### WORK ITEM
Scan the records that follow, and whenever a line has the word "ErrorResponse", copy it.

### EXTRACTED DATA
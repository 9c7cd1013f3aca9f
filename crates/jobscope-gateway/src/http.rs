//! HttpGateway - reqwest implementation of the gateway contract.

use async_trait::async_trait;
use reqwest::{Client, RequestBuilder, StatusCode};
use serde::{Deserialize, Serialize, de::DeserializeOwned};
use std::sync::RwLock;

use jobscope_core::account::{AccountDetail, AccountUpdate, PasswordChange};
use jobscope_core::alumnus::AlumnusSummary;
use jobscope_core::assessment::AssessmentSubmission;
use jobscope_core::distribution::JobDistribution;
use jobscope_core::error::{JobscopeError, Result};
use jobscope_core::graph::CompetencyGraph;
use jobscope_core::student::{AssessmentStatus, ProfilePayload, StudentSummary};
use jobscope_core::timeline::GrowthTimeline;

use crate::api::{CareerApi, LoginGrant};

/// Gateway client that talks to the career-analytics REST backend.
pub struct HttpGateway {
    client: Client,
    base_url: String,
    /// Bearer token attached to outbound requests while a session is active
    auth: RwLock<Option<String>>,
}

impl HttpGateway {
    /// Creates a gateway rooted at `base_url` (e.g. `https://host/api`).
    pub fn new(base_url: impl Into<String>) -> Self {
        Self {
            client: Client::new(),
            base_url: base_url.into(),
            auth: RwLock::new(None),
        }
    }

    fn url(&self, path: &str) -> String {
        format!("{}{}", self.base_url.trim_end_matches('/'), path)
    }

    fn with_auth(&self, builder: RequestBuilder) -> RequestBuilder {
        let token = self.auth.read().expect("auth lock poisoned").clone();
        match token {
            Some(token) => builder.bearer_auth(token),
            None => builder,
        }
    }

    async fn send_json<T: DeserializeOwned>(&self, builder: RequestBuilder) -> Result<T> {
        let response = self
            .with_auth(builder)
            .send()
            .await
            .map_err(map_transport_error)?;

        let status = response.status();
        if !status.is_success() {
            let body = response.text().await.unwrap_or_default();
            return Err(map_status_error(status, &body));
        }

        response.json().await.map_err(|err| {
            JobscopeError::gateway(None, format!("Failed to parse gateway response: {err}"))
        })
    }

    async fn send_unit(&self, builder: RequestBuilder) -> Result<()> {
        let response = self
            .with_auth(builder)
            .send()
            .await
            .map_err(map_transport_error)?;

        let status = response.status();
        if !status.is_success() {
            let body = response.text().await.unwrap_or_default();
            return Err(map_status_error(status, &body));
        }
        Ok(())
    }
}

#[async_trait]
impl CareerApi for HttpGateway {
    fn install_auth(&self, token: &str) {
        *self.auth.write().expect("auth lock poisoned") = Some(token.to_string());
    }

    fn clear_auth(&self) {
        *self.auth.write().expect("auth lock poisoned") = None;
    }

    async fn login(&self, identifier: &str, secret: &str) -> Result<LoginGrant> {
        let request = LoginRequest {
            identifier: identifier.to_string(),
            secret: secret.to_string(),
        };
        let builder = self.client.post(self.url("/auth/login")).json(&request);
        self.send_json(builder).await
    }

    async fn student_list(&self) -> Result<Vec<StudentSummary>> {
        self.send_json(self.client.get(self.url("/students/list")))
            .await
    }

    async fn alumni_list(&self) -> Result<Vec<AlumnusSummary>> {
        self.send_json(self.client.get(self.url("/alumni/all")))
            .await
    }

    async fn student_status(&self, student_id: &str) -> Result<AssessmentStatus> {
        let url = self.url(&format!("/students/{student_id}/status"));
        self.send_json(self.client.get(url)).await
    }

    async fn student_profile(&self, student_id: &str) -> Result<ProfilePayload> {
        let url = self.url(&format!("/students/{student_id}/profile"));
        self.send_json(self.client.get(url)).await
    }

    async fn submit_assessment(
        &self,
        student_id: &str,
        submission: &AssessmentSubmission,
    ) -> Result<()> {
        let url = self.url(&format!("/students/{student_id}/assessment/submit"));
        self.send_unit(self.client.post(url).json(submission)).await
    }

    async fn save_assessment(
        &self,
        student_id: &str,
        submission: &AssessmentSubmission,
    ) -> Result<()> {
        let url = self.url(&format!("/students/{student_id}/assessment/save"));
        self.send_unit(self.client.post(url).json(submission)).await
    }

    async fn job_list(&self) -> Result<Vec<String>> {
        self.send_json(self.client.get(self.url("/jobs/list"))).await
    }

    async fn job_graph(&self, job_role: &str, student_id: &str) -> Result<CompetencyGraph> {
        let builder = self
            .client
            .get(self.url("/jobs/graph"))
            .query(&[("jobRole", job_role), ("studentId", student_id)]);
        self.send_json(builder).await
    }

    async fn job_distribution(&self) -> Result<JobDistribution> {
        self.send_json(self.client.get(self.url("/jobs/distribution")))
            .await
    }

    async fn alumnus_timeline(&self, alumnus_id: &str) -> Result<GrowthTimeline> {
        let url = self.url(&format!("/alumni/{alumnus_id}/timeline"));
        self.send_json(self.client.get(url)).await
    }

    async fn chat_ask(&self, message: &str) -> Result<String> {
        let request = ChatRequest {
            message: message.to_string(),
        };
        let builder = self.client.post(self.url("/chat/ask")).json(&request);
        let response: ChatResponse = self.send_json(builder).await?;
        Ok(response.response)
    }

    async fn account_detail(&self) -> Result<AccountDetail> {
        self.send_json(self.client.get(self.url("/users/profile")))
            .await
    }

    async fn update_account(&self, update: &AccountUpdate) -> Result<()> {
        self.send_unit(self.client.post(self.url("/users/update")).json(update))
            .await
    }

    async fn change_password(&self, change: &PasswordChange) -> Result<()> {
        self.send_unit(self.client.post(self.url("/users/password")).json(change))
            .await
    }

    async fn create_student(&self, student: &StudentSummary) -> Result<()> {
        self.send_unit(self.client.post(self.url("/students")).json(student))
            .await
    }

    async fn update_student(&self, student: &StudentSummary) -> Result<()> {
        self.send_unit(self.client.put(self.url("/students")).json(student))
            .await
    }

    async fn delete_student(&self, student_id: &str) -> Result<()> {
        let url = self.url(&format!("/students/{student_id}"));
        self.send_unit(self.client.delete(url)).await
    }

    async fn create_alumnus(&self, alumnus: &AlumnusSummary) -> Result<()> {
        self.send_unit(self.client.post(self.url("/alumni")).json(alumnus))
            .await
    }

    async fn update_alumnus(&self, alumnus: &AlumnusSummary) -> Result<()> {
        self.send_unit(self.client.put(self.url("/alumni")).json(alumnus))
            .await
    }

    async fn delete_alumnus(&self, alumnus_id: &str) -> Result<()> {
        let url = self.url(&format!("/alumni/{alumnus_id}"));
        self.send_unit(self.client.delete(url)).await
    }
}

#[derive(Serialize)]
struct LoginRequest {
    identifier: String,
    secret: String,
}

#[derive(Serialize)]
struct ChatRequest {
    message: String,
}

#[derive(Deserialize)]
struct ChatResponse {
    response: String,
}

#[derive(Deserialize)]
struct ErrorResponse {
    message: String,
}

fn map_transport_error(err: reqwest::Error) -> JobscopeError {
    if err.is_connect() || err.is_timeout() {
        JobscopeError::unreachable(err.to_string())
    } else {
        JobscopeError::gateway(err.status().map(|s| s.as_u16()), err.to_string())
    }
}

fn map_status_error(status: StatusCode, body: &str) -> JobscopeError {
    let message = serde_json::from_str::<ErrorResponse>(body)
        .map(|wrapper| wrapper.message)
        .unwrap_or_else(|_| {
            if body.trim().is_empty() {
                format!("Gateway returned {status}")
            } else {
                body.to_string()
            }
        });

    match status {
        StatusCode::UNAUTHORIZED | StatusCode::FORBIDDEN => JobscopeError::auth(message),
        _ => JobscopeError::gateway(Some(status.as_u16()), message),
    }
}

### RESULT BELOW
struct ErrorResponse {
    let message = serde_json::from_str::<ErrorResponse>(body)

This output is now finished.